I’ve started to watch Repentance (Pokayanie). Unfortunately, the language spoken is Georgian, not Russian. Nothing wrong with that, but I understand not a syllable of Georgian, so I’m listening to the Russian overdub while reading English subtitles. I’ve had a little practice in watching movies this way, but not enough to be entirely used to it.
I got about as far as the above scene, at about 41:50. A delegation of people has come to the mayor (a Hitler, Stalin, Mussolini character) complaining that the scientific experiments are destroying the church. The mayor is all smiles and accommodation, and then asks the young father in the delegation:
You live on the town square in a two-story house, don’t you? During the ceremony a girl was blowing soap-bubbles from the window. Was that your apartment?
I see everything, I notice everything. So beware of me, be careful.
And if he saw that, he of course also saw what isn’t stated, that the father pulled the girl back and shut the window.
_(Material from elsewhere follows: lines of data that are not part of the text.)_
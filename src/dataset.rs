//! Caption Dataset
//!
//! Reads a caption file and resolves one `.npy` feature file per video.
//!
//! ## Layout
//!
//! ```text
//! <data_dir>/
//!     training_label.json        [{"id": "...", "caption": ["...", ...]}, ...]
//!     training_data/feat/<id>.npy
//!     testing_label.json
//!     testing_data/feat/<id>.npy
//! ```
//!
//! Feature files hold a 2D `(T, input_size)` array of `f32` or `f64`; `f64`
//! values are narrowed. Only the first caption of each record is used.
//! Features are read from disk when an example is requested, not up front.

use crate::collate::Example;
use crate::error::{CaptionError, Result};
use crate::tensor::Tensor;
use crate::vocab::{Vocabulary, EOS, SOS};
use ndarray::Array2;
use rand::seq::SliceRandom;
use rand::Rng;
use serde::{Deserialize, Serialize};
use std::fs;
use std::path::{Path, PathBuf};

/// One entry of a caption file
#[derive(Clone, Debug, Serialize, Deserialize)]
pub struct CaptionRecord {
    pub id: String,
    pub caption: Vec<String>,
}

impl CaptionRecord {
    /// The reference caption: the first one listed
    pub fn reference(&self) -> &str {
        &self.caption[0]
    }
}

/// Caption records plus the directory their features live in
#[derive(Clone, Debug)]
pub struct CaptionDataset {
    records: Vec<CaptionRecord>,
    feature_dir: PathBuf,
    input_size: usize,
}

/// Paths of the training or testing split under a data directory
pub fn split_paths(data_dir: &Path, split: &str) -> (PathBuf, PathBuf) {
    (
        data_dir.join(format!("{}_data", split)).join("feat"),
        data_dir.join(format!("{}_label.json", split)),
    )
}

impl CaptionDataset {
    /// Load the caption file and check that every video has features
    ///
    /// # Errors
    ///
    /// I/O and JSON errors on the caption file, [`CaptionError::EmptyRecord`]
    /// for a record without captions and [`CaptionError::MissingFeatures`] for
    /// a video whose `.npy` file does not exist.
    pub fn open<P: AsRef<Path>, Q: AsRef<Path>>(
        feature_dir: P,
        caption_file: Q,
        input_size: usize,
    ) -> Result<Self> {
        let caption_file = caption_file.as_ref();
        let json = fs::read_to_string(caption_file).map_err(|e| CaptionError::io(caption_file, e))?;
        let records: Vec<CaptionRecord> =
            serde_json::from_str(&json).map_err(|e| CaptionError::json(caption_file, e))?;

        let dataset = Self {
            records,
            feature_dir: feature_dir.as_ref().to_path_buf(),
            input_size,
        };

        for record in &dataset.records {
            if record.caption.is_empty() {
                return Err(CaptionError::EmptyRecord(record.id.clone()));
            }
            let path = dataset.feature_path(&record.id);
            if !path.is_file() {
                return Err(CaptionError::MissingFeatures {
                    video_id: record.id.clone(),
                    path,
                });
            }
        }

        tracing::info!(
            "Loaded {} captioned videos from {}",
            dataset.len(),
            caption_file.display()
        );
        Ok(dataset)
    }

    /// Open the `training` or `testing` split of a data directory
    pub fn open_split(data_dir: &Path, split: &str, input_size: usize) -> Result<Self> {
        let (feature_dir, caption_file) = split_paths(data_dir, split);
        Self::open(feature_dir, caption_file, input_size)
    }

    pub fn len(&self) -> usize {
        self.records.len()
    }

    pub fn is_empty(&self) -> bool {
        self.records.is_empty()
    }

    pub fn records(&self) -> &[CaptionRecord] {
        &self.records
    }

    pub fn video_id(&self, index: usize) -> &str {
        &self.records[index].id
    }

    /// Reference captions in file order, for building a vocabulary
    pub fn reference_captions(&self) -> impl Iterator<Item = &str> {
        self.records.iter().map(CaptionRecord::reference)
    }

    fn feature_path(&self, video_id: &str) -> PathBuf {
        self.feature_dir.join(format!("{}.npy", video_id))
    }

    /// Read the `[T, input_size]` features of example `index`
    pub fn load_features(&self, index: usize) -> Result<Tensor> {
        let video_id = &self.records[index].id;
        let path = self.feature_path(video_id);
        let tensor = read_feature_file(&path)?;
        if tensor.shape[0] == 0 {
            return Err(CaptionError::EmptyFeatures {
                video_id: video_id.clone(),
                path,
            });
        }
        if tensor.shape[1] != self.input_size {
            return Err(CaptionError::FeatureDimension {
                video_id: video_id.clone(),
                expected: self.input_size,
                actual: tensor.shape[1],
            });
        }
        Ok(tensor)
    }

    /// Features plus encoded reference caption of example `index`
    pub fn example(&self, index: usize, vocab: &Vocabulary, add_boundary_tokens: bool) -> Result<Example> {
        let record = &self.records[index];
        let mut caption = vocab.encode_sentence(record.reference());
        if add_boundary_tokens {
            caption.insert(0, SOS);
            caption.push(EOS);
        }
        Ok(Example {
            video_id: record.id.clone(),
            features: self.load_features(index)?,
            caption,
        })
    }

    /// Example indices grouped into batches; shuffled when an RNG is given
    pub fn batch_indices<R: Rng>(&self, batch_size: usize, rng: Option<&mut R>) -> Vec<Vec<usize>> {
        let mut order: Vec<usize> = (0..self.len()).collect();
        if let Some(rng) = rng {
            order.shuffle(rng);
        }
        order.chunks(batch_size.max(1)).map(<[usize]>::to_vec).collect()
    }
}

/// Read a 2D `.npy` array of `f32` or `f64`
pub fn read_feature_file(path: &Path) -> Result<Tensor> {
    let array: Array2<f32> = match ndarray_npy::read_npy::<_, Array2<f32>>(path) {
        Ok(a) => a,
        Err(f32_err) => match ndarray_npy::read_npy::<_, Array2<f64>>(path) {
            Ok(a) => a.mapv(|v| v as f32),
            Err(_) => {
                return Err(CaptionError::Npy {
                    path: path.to_path_buf(),
                    message: f32_err.to_string(),
                })
            }
        },
    };

    let (rows, cols) = array.dim();
    let data = array.iter().copied().collect();
    Ok(Tensor::new(data, vec![rows, cols]))
}

#[cfg(test)]
mod tests {
    use super::*;
    use ndarray::Array2;
    use rand::rngs::StdRng;
    use rand::SeedableRng;

    fn write_fixture(dir: &Path, ids: &[&str], frames: usize, width: usize) -> PathBuf {
        let feat = dir.join("feat");
        fs::create_dir_all(&feat).unwrap();
        for (n, id) in ids.iter().enumerate() {
            let arr = Array2::from_shape_fn((frames, width), |(t, d)| (n * 100 + t * 10 + d) as f32);
            ndarray_npy::write_npy(feat.join(format!("{}.npy", id)), &arr).unwrap();
        }
        let records: Vec<CaptionRecord> = ids
            .iter()
            .map(|id| CaptionRecord {
                id: id.to_string(),
                caption: vec![format!("a {} runs", id), "ignored".into()],
            })
            .collect();
        let labels = dir.join("labels.json");
        fs::write(&labels, serde_json::to_string(&records).unwrap()).unwrap();
        labels
    }

    #[test]
    fn test_open_and_load() {
        let dir = tempfile::tempdir().unwrap();
        let labels = write_fixture(dir.path(), &["v1", "v2"], 3, 4);
        let ds = CaptionDataset::open(dir.path().join("feat"), &labels, 4).unwrap();
        assert_eq!(ds.len(), 2);
        assert_eq!(ds.video_id(1), "v2");
        assert_eq!(ds.reference_captions().collect::<Vec<_>>(), vec!["a v1 runs", "a v2 runs"]);

        let features = ds.load_features(1).unwrap();
        assert_eq!(features.shape, vec![3, 4]);
        assert_eq!(features.data[0], 100.0);
        assert_eq!(features.data[5], 111.0);

        let vocab = Vocabulary::build(ds.reference_captions(), 1);
        let ex = ds.example(0, &vocab, true).unwrap();
        assert_eq!(ex.caption, vec![SOS, 4, 5, 6, EOS]);
    }

    #[test]
    fn test_f64_features_are_narrowed() {
        let dir = tempfile::tempdir().unwrap();
        let path = dir.path().join("x.npy");
        let arr = Array2::from_shape_fn((2, 2), |(i, j)| (i * 2 + j) as f64 * 0.5);
        ndarray_npy::write_npy(&path, &arr).unwrap();
        let t = read_feature_file(&path).unwrap();
        assert_eq!(t.data, vec![0.0, 0.5, 1.0, 1.5]);
    }

    #[test]
    fn test_missing_feature_file() {
        let dir = tempfile::tempdir().unwrap();
        let labels = write_fixture(dir.path(), &["v1"], 2, 4);
        let mut records: Vec<CaptionRecord> =
            serde_json::from_str(&fs::read_to_string(&labels).unwrap()).unwrap();
        records.push(CaptionRecord {
            id: "ghost".into(),
            caption: vec!["boo".into()],
        });
        fs::write(&labels, serde_json::to_string(&records).unwrap()).unwrap();

        let err = CaptionDataset::open(dir.path().join("feat"), &labels, 4).unwrap_err();
        assert!(matches!(err, CaptionError::MissingFeatures { ref video_id, .. } if video_id == "ghost"));
    }

    #[test]
    fn test_dimension_mismatch() {
        let dir = tempfile::tempdir().unwrap();
        let labels = write_fixture(dir.path(), &["v1"], 2, 3);
        let ds = CaptionDataset::open(dir.path().join("feat"), &labels, 4).unwrap();
        assert!(matches!(
            ds.load_features(0),
            Err(CaptionError::FeatureDimension { expected: 4, actual: 3, .. })
        ));
    }

    #[test]
    fn test_zero_frame_features_are_rejected() {
        let dir = tempfile::tempdir().unwrap();
        let labels = write_fixture(dir.path(), &["v1"], 0, 4);
        let ds = CaptionDataset::open(dir.path().join("feat"), &labels, 4).unwrap();

        let err = ds.load_features(0).unwrap_err();
        match err {
            CaptionError::EmptyFeatures { video_id, path } => {
                assert_eq!(video_id, "v1");
                assert!(path.ends_with("v1.npy"));
            }
            other => panic!("unexpected error: {}", other),
        }

        let vocab = Vocabulary::build(ds.reference_captions(), 1);
        assert!(matches!(
            ds.example(0, &vocab, false),
            Err(CaptionError::EmptyFeatures { .. })
        ));
    }

    #[test]
    fn test_empty_record_and_bad_json() {
        let dir = tempfile::tempdir().unwrap();
        let labels = dir.path().join("labels.json");
        fs::write(&labels, r#"[{"id": "v1", "caption": []}]"#).unwrap();
        assert!(matches!(
            CaptionDataset::open(dir.path(), &labels, 4),
            Err(CaptionError::EmptyRecord(_))
        ));

        fs::write(&labels, "not json").unwrap();
        assert!(matches!(
            CaptionDataset::open(dir.path(), &labels, 4),
            Err(CaptionError::Json { .. })
        ));
    }

    #[test]
    fn test_batch_indices_cover_everything() {
        let dir = tempfile::tempdir().unwrap();
        let ids = ["a", "b", "c", "d", "e"];
        let labels = write_fixture(dir.path(), &ids, 1, 2);
        let ds = CaptionDataset::open(dir.path().join("feat"), &labels, 2).unwrap();

        let ordered = ds.batch_indices::<StdRng>(2, None);
        assert_eq!(ordered, vec![vec![0, 1], vec![2, 3], vec![4]]);

        let mut rng = StdRng::seed_from_u64(1);
        let mut seen: Vec<usize> = ds.batch_indices(2, Some(&mut rng)).concat();
        seen.sort_unstable();
        assert_eq!(seen, vec![0, 1, 2, 3, 4]);
    }
}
(It reminds me that in the early days of the Clinton administration it was announced that the President would be coming to Battle Creek. On a local online forum I said it would be a good time to bring the family inside to safety, shutter the windows and lock the doors until he had gone. I was surprised at the number of people who were extremely offended that I would talk that way. Maybe they had been characters in this same movie, which btw was released in 1987, after being suppressed for a few years.)
The mayor notices everything, but during that ceremony, nobody dared spoil the festivities by noticing that workmen had accidentally broken a water main which was drenching the speakers who were honoring the mayor, as well as the typist-clerk who kept on typing.
It kind of reminds me of how nobody is supposed to notice the government policies that brought on our current financial crisis, and that we are expected to respond by enacting more of the same.
There is very little about this movie on Wikipedia or any of the usual places. Anna Lawton wrote about it in one of her books, but I’ve already forgotten much of what she had to say. After I finish watching I’ll go back and find what she had said.
I understand it’s the third in a trilogy. I suspect I’ll want to watch the two movies that preceded it, too.